Action item ▸
Collect all lines from the listing that include the string "second".
==== Record set
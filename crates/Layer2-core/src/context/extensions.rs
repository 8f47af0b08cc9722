//! Context Extensions - 플러그인이 기여하는 감지 로직
//!
//! 확장은 프로젝트 루트를 분석해 임의 구조의 데이터를 기여합니다.
//! 개별 확장의 감지 실패는 전체 감지를 중단시키지 않습니다 (부분
//! 컨텍스트가 전무한 컨텍스트보다 낫다는 정책).

use async_trait::async_trait;
use compass_foundation::{Error, Result};
use serde_json::Value;
use std::collections::HashMap;
use std::path::Path;
use std::sync::Arc;
use tokio::sync::RwLock;
use tracing::{debug, warn};

// ============================================================================
// ContextExtension Trait
// ============================================================================

/// 컨텍스트 확장 - 이름 있는 감지 + 병합 계약
#[async_trait]
pub trait ContextExtension: Send + Sync {
    /// 고유 확장 이름 (예: "docker", "kubernetes")
    fn name(&self) -> &str;

    /// 프로젝트 루트를 분석해 확장 데이터 반환
    ///
    /// 이 프로젝트에 해당 없으면 `Ok(None)`을 반환합니다.
    async fn detect(&self, project_root: &Path) -> Result<Option<Value>>;

    /// 같은 이름의 기존 데이터와 새 데이터 병합
    ///
    /// 한쪽이 없으면 다른 쪽을 그대로 반환해야 합니다. 기본 구현은
    /// 객체의 얕은 병합(키 단위 last-write-wins)입니다.
    fn merge(&self, existing: Option<Value>, incoming: Option<Value>) -> Result<Option<Value>> {
        Ok(merge_values(existing, incoming))
    }
}

/// 기본 병합 규칙: 한쪽이 없으면 다른 쪽, 객체끼리는 키 단위로
/// 나중 값이 이기고, 그 외 타입은 나중 값으로 교체
pub fn merge_values(existing: Option<Value>, incoming: Option<Value>) -> Option<Value> {
    match (existing, incoming) {
        (None, incoming) => incoming,
        (existing, None) => existing,
        (Some(Value::Object(mut base)), Some(Value::Object(overlay))) => {
            for (key, value) in overlay {
                base.insert(key, value);
            }
            Some(Value::Object(base))
        }
        (_, incoming) => incoming,
    }
}

// ============================================================================
// ExtensionRegistry
// ============================================================================

/// 확장 레지스트리 - 이름 -> 확장
pub struct ExtensionRegistry {
    extensions: RwLock<HashMap<String, Arc<dyn ContextExtension>>>,
}

impl ExtensionRegistry {
    /// 새 레지스트리 생성
    pub fn new() -> Self {
        Self {
            extensions: RwLock::new(HashMap::new()),
        }
    }

    /// 확장 등록
    ///
    /// 같은 이름이 두 번 등록되면 조용히 교체됩니다 (override 플러그인을
    /// 허용하기 위한 의도된 last-write-wins).
    pub async fn register(&self, extension: Arc<dyn ContextExtension>) -> Result<()> {
        let name = extension.name().to_string();
        if name.is_empty() {
            return Err(Error::InvalidExtensionName);
        }

        let mut extensions = self.extensions.write().await;
        if extensions.insert(name.clone(), extension).is_some() {
            debug!("Extension {} overridden by later registration", name);
        }
        Ok(())
    }

    /// 확장 조회
    pub async fn get(&self, name: &str) -> Option<Arc<dyn ContextExtension>> {
        let extensions = self.extensions.read().await;
        extensions.get(name).map(Arc::clone)
    }

    /// 모든 확장 (방어적 복사)
    pub async fn all(&self) -> HashMap<String, Arc<dyn ContextExtension>> {
        let extensions = self.extensions.read().await;
        extensions.clone()
    }

    /// 등록된 확장 수
    pub async fn len(&self) -> usize {
        let extensions = self.extensions.read().await;
        extensions.len()
    }

    /// 비어있는지 확인
    pub async fn is_empty(&self) -> bool {
        let extensions = self.extensions.read().await;
        extensions.is_empty()
    }

    /// 모든 확장의 감지 실행 (best-effort)
    ///
    /// 확장 간 순서 의존성이 없으므로 병렬로 실행합니다. 실패한 확장은
    /// 결과에서 빠지고 warn 로그로만 남습니다. 해당 없음(None)은 결과에
    /// 넣지 않습니다.
    pub async fn detect_all(&self, project_root: &Path) -> HashMap<String, Value> {
        let snapshot: Vec<(String, Arc<dyn ContextExtension>)> = {
            let extensions = self.extensions.read().await;
            extensions
                .iter()
                .map(|(name, ext)| (name.clone(), Arc::clone(ext)))
                .collect()
        };

        let detections = snapshot.into_iter().map(|(name, ext)| async move {
            let result = ext.detect(project_root).await;
            (name, result)
        });

        let mut results = HashMap::new();
        for (name, result) in futures::future::join_all(detections).await {
            match result {
                Ok(Some(data)) => {
                    results.insert(name, data);
                }
                Ok(None) => {}
                Err(e) => {
                    warn!(extension = %name, error = %e, "context detection failed; skipping extension");
                }
            }
        }

        results
    }

    /// 기존 결과 집합에 새 데이터 맵 병합
    ///
    /// 양쪽에 있는 이름은 확장의 `merge`를 호출하고, 새 데이터에만 있는
    /// 이름은 그대로 가져옵니다. 병합 에러는 컨텍스트 일관성에 직결되므로
    /// 호출자에게 전파합니다.
    pub async fn merge_extension_data(
        &self,
        existing: HashMap<String, Value>,
        incoming: HashMap<String, Value>,
    ) -> Result<HashMap<String, Value>> {
        let extensions = self.extensions.read().await;
        let mut result = existing;

        for (name, data) in incoming {
            match result.remove(&name) {
                Some(current) => {
                    let merged = match extensions.get(&name) {
                        Some(ext) => ext.merge(Some(current), Some(data))?,
                        None => merge_values(Some(current), Some(data)),
                    };
                    if let Some(value) = merged {
                        result.insert(name, value);
                    }
                }
                None => {
                    result.insert(name, data);
                }
            }
        }

        Ok(result)
    }
}

impl Default for ExtensionRegistry {
    fn default() -> Self {
        Self::new()
    }
}

#[cfg(test)]
mod tests {
    use super::*;
    use serde_json::json;

    /// 루트에 파일이 존재할 때만 데이터를 반환하는 테스트 확장
    struct FileProbe {
        name: String,
        file: String,
    }

    #[async_trait]
    impl ContextExtension for FileProbe {
        fn name(&self) -> &str {
            &self.name
        }

        async fn detect(&self, project_root: &Path) -> Result<Option<Value>> {
            if project_root.join(&self.file).exists() {
                Ok(Some(json!({ "compose_files": [self.file.clone()] })))
            } else {
                Ok(None)
            }
        }
    }

    struct FailingExtension;

    #[async_trait]
    impl ContextExtension for FailingExtension {
        fn name(&self) -> &str {
            "broken"
        }

        async fn detect(&self, _project_root: &Path) -> Result<Option<Value>> {
            Err(Error::Detection("probe exploded".into()))
        }
    }

    #[test]
    fn test_merge_values_identities() {
        let data = json!({ "compose_files": ["docker-compose.yml"] });

        assert_eq!(merge_values(None, Some(data.clone())), Some(data.clone()));
        assert_eq!(merge_values(Some(data.clone()), None), Some(data));
        assert_eq!(merge_values(None, None), None);
    }

    #[test]
    fn test_merge_values_last_write_wins() {
        let merged = merge_values(
            Some(json!({ "a": 1, "b": 1 })),
            Some(json!({ "b": 2, "c": 3 })),
        )
        .unwrap();

        assert_eq!(merged, json!({ "a": 1, "b": 2, "c": 3 }));
    }

    #[tokio::test]
    async fn test_register_empty_name_fails() {
        struct Nameless;

        #[async_trait]
        impl ContextExtension for Nameless {
            fn name(&self) -> &str {
                ""
            }

            async fn detect(&self, _root: &Path) -> Result<Option<Value>> {
                Ok(None)
            }
        }

        let registry = ExtensionRegistry::new();
        let err = registry.register(Arc::new(Nameless)).await.unwrap_err();
        assert!(matches!(err, Error::InvalidExtensionName));
    }

    #[tokio::test]
    async fn test_register_last_write_wins() {
        let registry = ExtensionRegistry::new();
        registry
            .register(Arc::new(FileProbe {
                name: "docker".into(),
                file: "first.yml".into(),
            }))
            .await
            .unwrap();
        registry
            .register(Arc::new(FileProbe {
                name: "docker".into(),
                file: "second.yml".into(),
            }))
            .await
            .unwrap();

        assert_eq!(registry.len().await, 1);

        let dir = tempfile::tempdir().unwrap();
        std::fs::write(dir.path().join("second.yml"), "x").unwrap();

        let results = registry.detect_all(dir.path()).await;
        assert_eq!(
            results.get("docker"),
            Some(&json!({ "compose_files": ["second.yml"] }))
        );
    }

    #[tokio::test]
    async fn test_detect_all_is_best_effort() {
        let registry = ExtensionRegistry::new();
        registry
            .register(Arc::new(FileProbe {
                name: "docker".into(),
                file: "docker-compose.yml".into(),
            }))
            .await
            .unwrap();
        registry.register(Arc::new(FailingExtension)).await.unwrap();

        let dir = tempfile::tempdir().unwrap();
        std::fs::write(dir.path().join("docker-compose.yml"), "services: {}").unwrap();

        let results = registry.detect_all(dir.path()).await;

        // 실패한 확장은 빠지고 성공한 확장만 남는다
        assert!(results.contains_key("docker"));
        assert!(!results.contains_key("broken"));
    }

    #[tokio::test]
    async fn test_detect_all_omits_inapplicable() {
        let registry = ExtensionRegistry::new();
        registry
            .register(Arc::new(FileProbe {
                name: "docker".into(),
                file: "docker-compose.yml".into(),
            }))
            .await
            .unwrap();

        let with_compose = tempfile::tempdir().unwrap();
        std::fs::write(with_compose.path().join("docker-compose.yml"), "x").unwrap();
        let empty = tempfile::tempdir().unwrap();

        assert!(registry
            .detect_all(with_compose.path())
            .await
            .contains_key("docker"));
        assert!(registry.detect_all(empty.path()).await.is_empty());
    }

    #[tokio::test]
    async fn test_merge_errors_propagate() {
        struct RefusingMerge;

        #[async_trait]
        impl ContextExtension for RefusingMerge {
            fn name(&self) -> &str {
                "strict"
            }

            async fn detect(&self, _root: &Path) -> Result<Option<Value>> {
                Ok(None)
            }

            fn merge(
                &self,
                _existing: Option<Value>,
                _incoming: Option<Value>,
            ) -> Result<Option<Value>> {
                Err(Error::merge("strict", "incompatible schema versions"))
            }
        }

        let registry = ExtensionRegistry::new();
        registry.register(Arc::new(RefusingMerge)).await.unwrap();

        let existing = HashMap::from([("strict".to_string(), json!({ "v": 1 }))]);
        let incoming = HashMap::from([("strict".to_string(), json!({ "v": 2 }))]);

        // 감지 실패와 달리 병합 실패는 호출자에게 올라간다
        let err = registry
            .merge_extension_data(existing, incoming)
            .await
            .unwrap_err();
        assert!(matches!(err, Error::Merge { .. }));
    }

    #[tokio::test]
    async fn test_merge_extension_data() {
        let registry = ExtensionRegistry::new();
        registry
            .register(Arc::new(FileProbe {
                name: "docker".into(),
                file: "a.yml".into(),
            }))
            .await
            .unwrap();

        let existing = HashMap::from([
            ("docker".to_string(), json!({ "a": 1, "b": 1 })),
            ("git".to_string(), json!({ "branch": "main" })),
        ]);
        let incoming = HashMap::from([
            ("docker".to_string(), json!({ "b": 2 })),
            ("terraform".to_string(), json!({ "workspace": "dev" })),
        ]);

        let merged = registry.merge_extension_data(existing, incoming).await.unwrap();

        assert_eq!(merged.get("docker"), Some(&json!({ "a": 1, "b": 2 })));
        assert_eq!(merged.get("git"), Some(&json!({ "branch": "main" })));
        assert_eq!(merged.get("terraform"), Some(&json!({ "workspace": "dev" })));
    }
}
========
Answer section ▸
                file: "second.yml".into(),
        std::fs::write(dir.path().join("second.yml"), "x").unwrap();
            Some(&json!({ "compose_files": ["second.yml"] }))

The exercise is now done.